Locate each line below that includes "Display" and reproduce it.
== Segment start ==
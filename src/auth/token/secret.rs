//! Redacted wrapper for tokens, client secrets, and passwords.

// self
use crate::_prelude::*;

/// Secret string that never shows up in `Debug` or `Display` output.
#[derive(Clone, PartialEq, Eq, Serialize, Deserialize)]
#[serde(transparent)]
pub struct TokenSecret(String);
impl TokenSecret {
	/// Wraps a new secret string.
	pub fn new(value: impl Into<String>) -> Self {
		Self(value.into())
	}

	/// Returns the inner value. Callers must avoid logging this string.
	pub fn expose(&self) -> &str {
		&self.0
	}

	/// Formats the secret as an `Authorization` header value.
	pub fn bearer(&self) -> String {
		format!("Bearer {}", self.0)
	}
}
impl AsRef<str> for TokenSecret {
	fn as_ref(&self) -> &str {
		self.expose()
	}
}
impl Debug for TokenSecret {
	fn fmt(&self, f: &mut Formatter) -> FmtResult {
		f.debug_tuple("TokenSecret").field(&"<redacted>").finish()
	}
}
impl Display for TokenSecret {
	fn fmt(&self, f: &mut Formatter) -> FmtResult {
		f.write_str("<redacted>")
	}
}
== Segment end ==
Solution to this task:
/// Secret string that never shows up in `Debug` or `Display` output.
impl Display for TokenSecret {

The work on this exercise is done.